Temperatures on Saturday reached 128 degrees in Death Valley National Park, breaking the daily record previously set in 2007. Extreme Heat Warnings remain in place for Death valley through Friday night.

DEATH VALLEY, Calif. – A motorcyclist died on Saturday after riding through Death Valley National Park when the high was 128 degrees.

A group of motorcyclists riding through the park on Saturday were treated for severe heat illness, two were taken for advanced medical care in Las Vegas, and a third died from heat exposure near Badwater Basin, according to the National Park Service. Four other riders were treated onsite and released.

According to the NPS, due to the record high of 128 degrees, emergency medical flight helicopters were unable to respond because of the extreme heat. The high on Saturday broke the daily record for Death Valley previously set in 2007. 

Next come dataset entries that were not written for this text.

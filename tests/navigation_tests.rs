use foodshare_portal::{
    Decision, RouteTable, TableError, View,
    routes::{DEFAULT_PATH, LOGIN_PATH, page_table},
};

// --- Helper Functions ---

const PUBLIC_PAGES: [(&str, View); 2] = [("/login", View::Login), ("/register", View::Register)];

const PROTECTED_PAGES: [(&str, View); 9] = [
    ("/dashboard", View::Dashboard),
    ("/donations", View::Donations),
    ("/products", View::Products),
    ("/inventory", View::Inventory),
    ("/donors", View::Donors),
    ("/waste", View::Waste),
    (
        "/requests",
        View::Placeholder {
            message: "Requests Page - Coming Soon",
        },
    ),
    (
        "/organizations",
        View::Placeholder {
            message: "Organizations Page - Coming Soon",
        },
    ),
    ("/profile", View::Profile),
];

fn table() -> RouteTable<View> {
    page_table().expect("page table must build")
}

// --- Application Table ---

#[test]
fn test_page_table_builds_with_expected_targets() {
    let table = table();

    assert_eq!(table.entries().len(), 11);
    assert_eq!(table.default_path(), "/dashboard");
    assert_eq!(table.login_path(), "/login");
    assert_eq!(DEFAULT_PATH, table.default_path());
    assert_eq!(LOGIN_PATH, table.login_path());
}

#[test]
fn test_public_paths_ignore_authentication() {
    let table = table();

    for (path, view) in PUBLIC_PAGES.iter() {
        for authenticated in [true, false] {
            assert_eq!(
                table.resolve(path, authenticated),
                Decision::RenderPublic(view),
                "{path} with authenticated={authenticated}"
            );
        }
    }
}

#[test]
fn test_protected_paths_are_gated() {
    let table = table();

    for (path, view) in PROTECTED_PAGES.iter() {
        assert_eq!(table.resolve(path, true), Decision::RenderProtected(view));
        assert_eq!(table.resolve(path, false), Decision::RedirectToLogin("/login"));
    }
}

#[test]
fn test_root_redirects_to_dashboard_regardless_of_auth() {
    let table = table();

    assert_eq!(table.resolve("/", true), Decision::RedirectToDefault("/dashboard"));
    assert_eq!(table.resolve("/", false), Decision::RedirectToDefault("/dashboard"));
}

#[test]
fn test_unknown_paths_redirect_to_dashboard() {
    let table = table();

    let unknown = [
        "/nonexistent-xyz",
        "",
        "dashboard",
        "//",
        "/dashboard/",
        "/Dashboard",
        "/login?next=/waste",
        "/inventory/42",
        "not a path at all",
        "/ünïcode",
    ];

    for path in unknown {
        for authenticated in [true, false] {
            let decision = table.resolve(path, authenticated);
            assert_eq!(
                decision,
                Decision::RedirectToDefault("/dashboard"),
                "{path:?} with authenticated={authenticated}"
            );
            assert_eq!(decision.redirect_target(), Some("/dashboard"));
            assert_eq!(decision.view(), None);
        }
    }
}

#[test]
fn test_repeated_resolution_yields_same_target() {
    let table = table();

    let first = table.resolve("/nonexistent-xyz", false);
    for _ in 0..5 {
        assert_eq!(table.resolve("/nonexistent-xyz", false), first);
    }
}

#[test]
fn test_decision_is_not_cached_across_auth_changes() {
    let table = table();

    assert_eq!(table.resolve("/inventory", false), Decision::RedirectToLogin("/login"));
    assert_eq!(
        table.resolve("/inventory", true),
        Decision::RenderProtected(&View::Inventory)
    );
    assert_eq!(table.resolve("/inventory", false), Decision::RedirectToLogin("/login"));
}

#[test]
fn test_unauthenticated_root_bounces_through_dashboard_to_login() {
    let table = table();

    let first = table.resolve("/", false);
    let second = table.resolve(first.redirect_target().unwrap(), false);
    let third = table.resolve(second.redirect_target().unwrap(), false);

    assert_eq!(first, Decision::RedirectToDefault("/dashboard"));
    assert_eq!(second, Decision::RedirectToLogin("/login"));
    assert_eq!(third, Decision::RenderPublic(&View::Login));
}

#[test]
fn test_placeholder_views_render_like_any_other_page() {
    let table = table();

    let decision = table.resolve("/requests", true);
    let view = decision.view().unwrap();
    assert_eq!(view.component(), "Placeholder");
    assert_eq!(view.message(), Some("Requests Page - Coming Soon"));
    assert_eq!(
        view.mount_markup(),
        r#"<div data-view="Placeholder">Requests Page - Coming Soon</div>"#
    );
}

// --- Table Construction ---

fn minimal() -> foodshare_portal::navigation::RouteTableBuilder<&'static str> {
    RouteTable::builder()
        .public("/login", "login")
        .protected("/home", "home")
        .default_path("/home")
        .login_path("/login")
}

#[test]
fn test_builder_accepts_minimal_table() {
    let table = minimal().build().unwrap();

    assert_eq!(table.resolve("/home", true), Decision::RenderProtected(&"home"));
    assert_eq!(table.resolve("/anything", true), Decision::RedirectToDefault("/home"));
}

#[test]
fn test_builder_rejects_duplicate_paths() {
    let result = minimal().public("/home", "other").build();
    assert_eq!(result.unwrap_err(), TableError::DuplicatePath("/home".to_string()));
}

#[test]
fn test_builder_rejects_root_entry() {
    let result = minimal().public("/", "root").build();
    assert_eq!(result.unwrap_err(), TableError::RootEntry);
}

#[test]
fn test_builder_rejects_relative_paths() {
    let result = minimal().protected("settings", "settings").build();
    assert_eq!(
        result.unwrap_err(),
        TableError::RelativePath("settings".to_string())
    );
}

#[test]
fn test_builder_rejects_unknown_default() {
    let result = minimal().default_path("/missing").build();
    assert_eq!(
        result.unwrap_err(),
        TableError::UnknownDefault("/missing".to_string())
    );
}

#[test]
fn test_builder_rejects_protected_login() {
    let result = minimal().login_path("/home").build();
    assert_eq!(
        result.unwrap_err(),
        TableError::LoginNotPublic("/home".to_string())
    );
}

#[test]
fn test_builder_requires_both_targets() {
    let no_default = RouteTable::builder()
        .public("/login", "login")
        .login_path("/login")
        .build();
    assert_eq!(no_default.unwrap_err(), TableError::MissingDefault);

    let no_login = RouteTable::builder()
        .public("/login", "login")
        .default_path("/login")
        .build();
    assert_eq!(no_login.unwrap_err(), TableError::MissingLogin);
}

When the heat index surpasses 99 degrees, ambient air does not provide heat relief, and heat-related illnesses can occur. 


"Besides not being able to cool down while riding due to high ambient air temperatures, experiencing Death Valley by motorcycle when it is this hot is further challenged by the necessary heavy safety gear worn to reduce injuries during an accident," the NPS said.

Death Valley National Park Superintendent Mike Reynolds is warning guests to be careful during the extreme heat in California

"High heat like this can pose real threats to your health," Reynolds said in a statement. "While this is a very exciting time to experience potential world record-setting temperatures in Death Valley, we encourage visitors to choose their activities carefully, avoiding prolonged periods of time outside of an air-conditioned vehicle or building when temperatures are this high."

This week, more than 166 million people in the western U.S. are under heat advisories, including parts of Arizona, California, Utah, Nevada, Idaho, Montana, Oregon and Washington

Death Valley and the Western Mojave Desert remain under an Excessive Heat Warning through Friday night. Daily temperatures at Furnace Creek in the park are expected to reach between 122 and 129 degrees.

Last week, a man died while hiking in Grand Canyon National Park in Arizona due to extreme heat.